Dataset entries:
——————

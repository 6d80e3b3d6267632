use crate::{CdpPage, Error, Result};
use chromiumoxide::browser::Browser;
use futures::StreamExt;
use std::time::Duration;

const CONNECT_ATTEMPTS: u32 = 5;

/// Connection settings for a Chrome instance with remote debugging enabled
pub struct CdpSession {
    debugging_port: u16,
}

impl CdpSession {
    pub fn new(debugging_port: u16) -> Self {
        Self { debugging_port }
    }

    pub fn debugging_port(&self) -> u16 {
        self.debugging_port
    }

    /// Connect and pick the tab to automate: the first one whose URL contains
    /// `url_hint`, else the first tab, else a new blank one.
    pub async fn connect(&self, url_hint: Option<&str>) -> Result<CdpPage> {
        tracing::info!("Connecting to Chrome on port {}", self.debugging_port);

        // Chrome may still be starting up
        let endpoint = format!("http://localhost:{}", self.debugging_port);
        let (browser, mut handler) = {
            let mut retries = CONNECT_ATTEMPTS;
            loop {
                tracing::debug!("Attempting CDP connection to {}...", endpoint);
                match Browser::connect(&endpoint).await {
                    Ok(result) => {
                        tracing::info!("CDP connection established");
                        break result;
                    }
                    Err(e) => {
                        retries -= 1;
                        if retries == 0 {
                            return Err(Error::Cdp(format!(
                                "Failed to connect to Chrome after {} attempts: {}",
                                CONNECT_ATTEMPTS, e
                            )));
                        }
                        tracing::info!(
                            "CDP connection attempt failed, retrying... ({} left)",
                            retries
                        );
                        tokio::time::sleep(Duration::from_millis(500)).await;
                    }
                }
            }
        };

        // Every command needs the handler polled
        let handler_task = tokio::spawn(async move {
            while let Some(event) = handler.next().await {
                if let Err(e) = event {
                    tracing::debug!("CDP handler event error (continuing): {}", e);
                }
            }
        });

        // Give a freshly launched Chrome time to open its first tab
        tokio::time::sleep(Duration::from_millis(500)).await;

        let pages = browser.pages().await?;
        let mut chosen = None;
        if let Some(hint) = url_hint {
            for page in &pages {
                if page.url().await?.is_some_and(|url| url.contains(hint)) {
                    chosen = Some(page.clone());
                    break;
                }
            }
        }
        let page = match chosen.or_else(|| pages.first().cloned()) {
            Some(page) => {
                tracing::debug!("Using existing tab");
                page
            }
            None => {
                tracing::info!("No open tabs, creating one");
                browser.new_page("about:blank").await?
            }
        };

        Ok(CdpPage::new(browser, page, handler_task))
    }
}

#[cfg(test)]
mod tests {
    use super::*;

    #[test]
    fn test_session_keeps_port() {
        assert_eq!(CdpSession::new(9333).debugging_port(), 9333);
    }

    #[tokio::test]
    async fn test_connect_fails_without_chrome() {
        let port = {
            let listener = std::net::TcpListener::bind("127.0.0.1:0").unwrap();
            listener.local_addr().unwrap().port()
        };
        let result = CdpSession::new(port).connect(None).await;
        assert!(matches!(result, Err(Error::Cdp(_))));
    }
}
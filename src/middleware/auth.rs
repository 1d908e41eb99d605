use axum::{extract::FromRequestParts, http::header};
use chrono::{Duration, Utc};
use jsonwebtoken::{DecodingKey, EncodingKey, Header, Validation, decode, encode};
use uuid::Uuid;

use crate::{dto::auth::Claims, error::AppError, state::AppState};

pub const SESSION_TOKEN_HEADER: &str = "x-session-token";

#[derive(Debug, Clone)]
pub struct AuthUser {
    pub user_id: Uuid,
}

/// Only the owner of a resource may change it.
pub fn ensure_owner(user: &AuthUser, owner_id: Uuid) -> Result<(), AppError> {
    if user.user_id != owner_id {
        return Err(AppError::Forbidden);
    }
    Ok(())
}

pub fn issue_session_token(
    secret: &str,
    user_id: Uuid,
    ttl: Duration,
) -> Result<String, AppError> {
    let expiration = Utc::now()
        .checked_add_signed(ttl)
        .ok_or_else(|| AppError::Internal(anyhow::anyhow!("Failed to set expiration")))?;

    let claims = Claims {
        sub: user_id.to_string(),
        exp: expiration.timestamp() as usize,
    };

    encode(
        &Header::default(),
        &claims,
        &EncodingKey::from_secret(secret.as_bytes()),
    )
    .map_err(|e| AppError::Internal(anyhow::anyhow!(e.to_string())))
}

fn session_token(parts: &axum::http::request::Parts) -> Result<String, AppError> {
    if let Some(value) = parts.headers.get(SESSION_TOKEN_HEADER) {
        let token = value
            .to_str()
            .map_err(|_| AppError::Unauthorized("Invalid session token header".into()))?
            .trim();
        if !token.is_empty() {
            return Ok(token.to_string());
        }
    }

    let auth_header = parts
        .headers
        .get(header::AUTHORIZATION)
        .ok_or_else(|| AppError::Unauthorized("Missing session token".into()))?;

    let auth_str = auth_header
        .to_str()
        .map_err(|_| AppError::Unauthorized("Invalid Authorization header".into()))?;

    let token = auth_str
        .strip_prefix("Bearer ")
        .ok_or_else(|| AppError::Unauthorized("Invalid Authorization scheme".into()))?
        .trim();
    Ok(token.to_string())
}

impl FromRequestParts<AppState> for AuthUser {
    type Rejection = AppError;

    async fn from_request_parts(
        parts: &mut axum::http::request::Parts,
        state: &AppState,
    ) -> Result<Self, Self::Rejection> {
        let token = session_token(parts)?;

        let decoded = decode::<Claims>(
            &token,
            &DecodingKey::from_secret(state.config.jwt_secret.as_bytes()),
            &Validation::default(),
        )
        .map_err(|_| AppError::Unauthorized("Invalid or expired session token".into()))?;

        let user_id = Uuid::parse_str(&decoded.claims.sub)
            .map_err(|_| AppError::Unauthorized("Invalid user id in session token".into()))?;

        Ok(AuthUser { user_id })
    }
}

——————

__Your objective__
Retype the data exactly as given.

__Response__
repository 6d80e3b3d6267632
use crate::{CdpPage, Error, Result};
use chromiumoxide::browser::Browser;
use futures::StreamExt;
use std::time::Duration;

const CONNECT_ATTEMPTS: u32 = 5;

/// Connection settings for a Chrome instance with remote debugging enabled
pub struct CdpSession {
    debugging_port: u16,
}

impl CdpSession {
    pub fn new(debugging_port: u16) -> Self {
        Self { debugging_port }
    }

    pub fn debugging_port(&self) -> u16 {
        self.debugging_port
    }

    /// Connect and pick the tab to automate: the first one whose URL contains
    /// `url_hint`, else the first tab, else a new blank one.
    pub async fn connect(&self, url_hint: Option<&str>) -> Result<CdpPage> {
        tracing::info!("Connecting to Chrome on port {}", self.debugging_port);

        // Chrome may still be starting up
        let endpoint = format!("http://localhost:{}", self.debugging_port);
        let (browser, mut handler) = {
            let mut retries = CONNECT_ATTEMPTS;
            loop {
                tracing::debug!("Attempting CDP connection to {}...", endpoint);
                match Browser::connect(&endpoint).await {
                    Ok(result) => {
                        tracing::info!("CDP connection established");
                        break result;
                    }
                    Err(e) => {
                        retries -= 1;
                        if retries == 0 {
                            return Err(Error::Cdp(format!(
                                "Failed to connect to Chrome after {} attempts: {}",
                                CONNECT_ATTEMPTS, e
                            )));
                        }
                        tracing::info!(
                            "CDP connection attempt failed, retrying... ({} left)",
                            retries
                        );
                        tokio::time::sleep(Duration::from_millis(500)).await;
                    }
                }
            }
        };

        // Every command needs the handler polled
        let handler_task = tokio::spawn(async move {
            while let Some(event) = handler.next().await {
                if let Err(e) = event {
                    tracing::debug!("CDP handler event error (continuing): {}", e);
                }
            }
        });

        // Give a freshly launched Chrome time to open its first tab
        tokio::time::sleep(Duration::from_millis(500)).await;

        let pages = browser.pages().await?;
        let mut chosen = None;
        if let Some(hint) = url_hint {
            for page in &pages {
                if page.url().await?.is_some_and(|url| url.contains(hint)) {
                    chosen = Some(page.clone());
                    break;
                }
            }
        }
        let page = match chosen.or_else(|| pages.first().cloned()) {
            Some(page) => {
                tracing::debug!("Using existing tab");
                page
            }
            None => {
                tracing::info!("No open tabs, creating one");
                browser.new_page("about:blank").await?
            }
        };

        Ok(CdpPage::new(browser, page, handler_task))
    }
}

#[cfg(test)]
mod tests {
    use super::*;

    #[test]
    fn test_session_keeps_port() {
        assert_eq!(CdpSession::new(9333).debugging_port(), 9333);
    }

    #[tokio::test]
    async fn test_connect_fails_without_chrome() {
        let port = {
            let listener = std::net::TcpListener::bind("127.0.0.1:0").unwrap();
            listener.local_addr().unwrap().port()
        };
        let result = CdpSession::new(port).connect(None).await;
        assert!(matches!(result, Err(Error::Cdp(_))));
    }
}
filename src/middleware/auth.rs
repository 1d908e41eb99d605
use axum::{extract::FromRequestParts, http::header};
use chrono::{Duration, Utc};
use jsonwebtoken::{DecodingKey, EncodingKey, Header, Validation, decode, encode};
use uuid::Uuid;

use crate::{dto::auth::Claims, error::AppError, state::AppState};

pub const SESSION_TOKEN_HEADER: &str = "x-session-token";

#[derive(Debug, Clone)]
pub struct AuthUser {
    pub user_id: Uuid,
}

/// Only the owner of a resource may change it.
pub fn ensure_owner(user: &AuthUser, owner_id: Uuid) -> Result<(), AppError> {
    if user.user_id != owner_id {
        return Err(AppError::Forbidden);
    }
    Ok(())
}

pub fn issue_session_token(
    secret: &str,
    user_id: Uuid,
    ttl: Duration,
) -> Result<String, AppError> {
    let expiration = Utc::now()
        .checked_add_signed(ttl)
        .ok_or_else(|| AppError::Internal(anyhow::anyhow!("Failed to set expiration")))?;

    let claims = Claims {
        sub: user_id.to_string(),
        exp: expiration.timestamp() as usize,
    };

    encode(
        &Header::default(),
        &claims,
        &EncodingKey::from_secret(secret.as_bytes()),
    )
    .map_err(|e| AppError::Internal(anyhow::anyhow!(e.to_string())))
}

fn session_token(parts: &axum::http::request::Parts) -> Result<String, AppError> {
    if let Some(value) = parts.headers.get(SESSION_TOKEN_HEADER) {
        let token = value
            .to_str()
            .map_err(|_| AppError::Unauthorized("Invalid session token header".into()))?
            .trim();
        if !token.is_empty() {
            return Ok(token.to_string());
        }
    }

    let auth_header = parts
        .headers
        .get(header::AUTHORIZATION)
        .ok_or_else(|| AppError::Unauthorized("Missing session token".into()))?;

    let auth_str = auth_header
        .to_str()
        .map_err(|_| AppError::Unauthorized("Invalid Authorization header".into()))?;

    let token = auth_str
        .strip_prefix("Bearer ")
        .ok_or_else(|| AppError::Unauthorized("Invalid Authorization scheme".into()))?
        .trim();
    Ok(token.to_string())
}

impl FromRequestParts<AppState> for AuthUser {
    type Rejection = AppError;

    async fn from_request_parts(
        parts: &mut axum::http::request::Parts,
        state: &AppState,
    ) -> Result<Self, Self::Rejection> {
        let token = session_token(parts)?;

        let decoded = decode::<Claims>(
            &token,
            &DecodingKey::from_secret(state.config.jwt_secret.as_bytes()),
            &Validation::default(),
        )
        .map_err(|_| AppError::Unauthorized("Invalid or expired session token".into()))?;

        let user_id = Uuid::parse_str(&decoded.claims.sub)
            .map_err(|_| AppError::Unauthorized("Invalid user id in session token".into()))?;

        Ok(AuthUser { user_id })
    }
}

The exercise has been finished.